Millions of residents in Beijing are undergoing mass COVID-19 testing as the Chinese capital tries to control an outbreak and avoid a paralyzing lockdown like those currently in force in several cities in China—most notably Shanghai, where a shutdown is in its fifth week.
Fearing the long-term business impact of such draconian measures—which the authorities appear determined to keep up even in the face of the highly transmissible Omicron variant—investors have been pulling capital out of China. Global markets are also braced for continued supply-chain difficulties.
But while stricter controls remain a possibility, experts say a total lockdown of Beijing would cause less economic disruption than Shanghai’s. Although both cities contribute similar shares of China’s GDP (Beijing’s being 3.6% and Shanghai’s 3.8%), they play different economic roles, explains Gary Ng, senior economist for Asia-Pacific at investment bank Natixis.
The finance and trading hub of Shanghai is at the heart of China’s Yangtze River Delta (YRD) region, a huge conurbation that sprawls across the provinces of Zhejiang, Jiangsu, and Anhui, and makes up nearly a quarter of China’s economy. The area is home to 235 million people and many automobile, electronics and other factories that supply the rest of the world. Shanghai is also the world’s busiest container port.
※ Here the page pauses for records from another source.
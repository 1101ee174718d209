//! Basket to order conversion.

use serde::Deserialize;
use thiserror::Error;
use tracing::instrument;

use booktime_core::order::{ConversionError, check_convertible};
use booktime_core::{AddressFields, AddressId, UserId};

use crate::db::{RepositoryError, Store};
use crate::models::{Basket, Order};

/// Errors from checkout.
#[derive(Debug, Error)]
pub enum CheckoutError {
    /// The basket has no owner or is no longer open.
    #[error(transparent)]
    Conversion(#[from] ConversionError),

    /// Nothing to order.
    #[error("basket is empty")]
    EmptyBasket,

    /// The chosen address is not in the user's address book.
    #[error("address {0} not found")]
    AddressNotFound(AddressId),

    #[error(transparent)]
    Repository(#[from] RepositoryError),
}

/// Addresses picked on the checkout page.
#[derive(Debug, Clone, Copy, Deserialize)]
pub struct CheckoutForm {
    pub billing_address: AddressId,
    pub shipping_address: AddressId,
}

/// Convert `basket` into an order with the given address snapshots.
///
/// The basket must have an owner and be open. Nothing is written when either
/// check fails, and a basket submitted concurrently surfaces as
/// `ConversionError::NotOpen`.
///
/// # Errors
///
/// `CheckoutError::Conversion` when the precondition fails.
#[instrument(skip(store, basket, billing, shipping), fields(basket_id = %basket.id))]
pub async fn create_order(
    store: &dyn Store,
    basket: &Basket,
    billing: &AddressFields,
    shipping: &AddressFields,
) -> Result<Order, CheckoutError> {
    let user = check_convertible(basket.user_id, basket.status)?;

    let order = store
        .create_order(basket.id, user, billing, shipping)
        .await
        .map_err(|e| match e {
            RepositoryError::Conflict(_) => CheckoutError::Conversion(ConversionError::NotOpen),
            other => CheckoutError::Repository(other),
        })?;

    tracing::info!(order_id = %order.id, user_id = %user, "Order created");
    Ok(order)
}

/// Checkout page submission: look up both addresses in `user`'s address book
/// and convert the non-empty basket.
///
/// # Errors
///
/// `CheckoutError::EmptyBasket`, `CheckoutError::AddressNotFound`, or any
/// error from [`create_order`].
pub async fn checkout(
    store: &dyn Store,
    basket: &Basket,
    user: UserId,
    form: CheckoutForm,
) -> Result<Order, CheckoutError> {
    if store.basket_lines(basket.id).await?.is_empty() {
        return Err(CheckoutError::EmptyBasket);
    }

    let billing = store
        .get_address(user, form.billing_address)
        .await?
        .ok_or(CheckoutError::AddressNotFound(form.billing_address))?;
    let shipping = store
        .get_address(user, form.shipping_address)
        .await?
        .ok_or(CheckoutError::AddressNotFound(form.shipping_address))?;

    create_order(store, basket, &billing.fields(), &shipping.fields()).await
}

#[cfg(test)]
#[allow(clippy::unwrap_used)]
mod tests {
    use super::*;
    use crate::db::{BasketStore, MemoryStore, OrderStore, UserStore};
    use crate::models::{NewUser, OrderFilter};
    use booktime_core::{BasketStatus, CountryCode, Email};

    fn fields() -> AddressFields {
        AddressFields {
            name: "Ada".to_owned(),
            address1: "1 Street".to_owned(),
            address2: String::new(),
            zip_code: "12345".to_owned(),
            city: "Town".to_owned(),
            country: CountryCode::Us,
        }
    }

    #[tokio::test]
    async fn test_anonymous_basket_is_rejected_without_writes() {
        let store = MemoryStore::new();
        let basket = store.create_basket(None).await.unwrap();

        let result = create_order(&store, &basket, &fields(), &fields()).await;

        assert!(matches!(
            result,
            Err(CheckoutError::Conversion(ConversionError::NoUser))
        ));
        assert!(store.list_orders(&OrderFilter::default()).await.unwrap().is_empty());
        let basket = store.get_basket(basket.id).await.unwrap().unwrap();
        assert_eq!(basket.status, BasketStatus::Open);
    }

    #[tokio::test]
    async fn test_stale_basket_reports_not_open() {
        let store = MemoryStore::new();
        let user = store
            .create_user(&NewUser {
                email: Email::parse("ada@booktime.domain").unwrap(),
                password_hash: "x".to_owned(),
                first_name: String::new(),
                last_name: String::new(),
                role: None,
            })
            .await
            .unwrap();
        let basket = store.create_basket(Some(user.id)).await.unwrap();

        create_order(&store, &basket, &fields(), &fields()).await.unwrap();
        let again = create_order(&store, &basket, &fields(), &fields()).await;

        assert!(matches!(
            again,
            Err(CheckoutError::Conversion(ConversionError::NotOpen))
        ));
    }
}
Read More: Global Shortages Loom as China’s Lockdowns Continue
On the other hand, Ng says, Beijing is part of the so-called Jing-Jin-Ji metropolitan area, an economic grouping that includes Hebei province and the Tianjin municipality, but with less than half the population of the YRD and making up only 8% of China’s economy.
Thus “for Shanghai, the restrictions add fuel to the fire of the supply chain disruption,” Ng tells TIME. But “for Beijing, the effect is more symbolic,” given that it is the seat of government and home to the headquarters of 52 companies in the Fortune Global 500—the most of any city.
The politics behind China’s zero-COVID policy
Nevertheless, meeting the 5.5% annual economic growth target will be more difficult if Beijing goes into lockdown, especially as China faces other headwinds, including the global disruptions of the Ukraine war and the impact of U.S. inflation on demand for Chinese goods. In a bid to stimulate the economy, President Xi Jinping called Tuesday for “all-out efforts” to expand infrastructure construction, the official Xinhua news agency reported.
China’s leader has much riding on the success of the country’s pandemic measures. This fall, the Chinese Communist Party (CCP) is slated to hold its 20th National Congress, where Xi is expected to secure an unprecedented third term as leader.
Xi and the party have presented China’s zero-COVID strategy as a humanitarian response to the coronavirus because of its emphasis on saving lives over saving profits. To be sure, it has been a great success in terms of minimizing mortality. The world’s most populous nation has recorded fewer than 5,000 COVID-19 fatalities compared to the U.S. death toll of nearly a million.
But the Chinese people have paid a high price with curbs on their freedoms. Health-tracking apps govern many aspects of life, including access to transport and public facilities. Compulsory testing and onerous queuing are a fact of everyday life. During the most stringent forms of lockdowns, people are not allowed to leave their homes for weeks on end—depending for essential supplies on volunteers or erratic delivery services—or they may be ordered into makeshift isolation centers. Parents have been separated from children.
Read More: China’s Deepening Showdown With COVID-19
The Shanghai lockdown, in particular, has been a grueling test of patience for the city’s 25 million inhabitants, with reports of tense confrontations with authorities and even rare protests. But the CCP will not allow anyone to describe the measure as a failure, says Steve Tsang, director of the SOAS China Institute in London.
“A full lockdown in Beijing with similar level of mismanagement in Shanghai will be seen by many outside of China as a demonstration of failure but it will not be allowed to be so portrayed in China,” Tsang tells TIME.
According to Huang Tianlei, a research fellow at the Peterson Institute for International Economics in Washington D.C., an uncontrolled coronavirus outbreak will “overwhelm the country’s weak medical system”—especially, he says, “in lower-tier cities and rural areas where there aren’t enough medical resources.” Millions of China’s unvaccinated elderly could fall seriously ill or lose their lives.
The blow to Xi from such an outcome will be indirect, but it would be poor optics in a politically sensitive year and that matters to the stability of the regime. Its commitment to zero-COVID policies will therefore be unwavering, and any economic disruptions shrugged off.
“There will be anger,” says Tsang at SOAS. “But it will largely be suppressed.”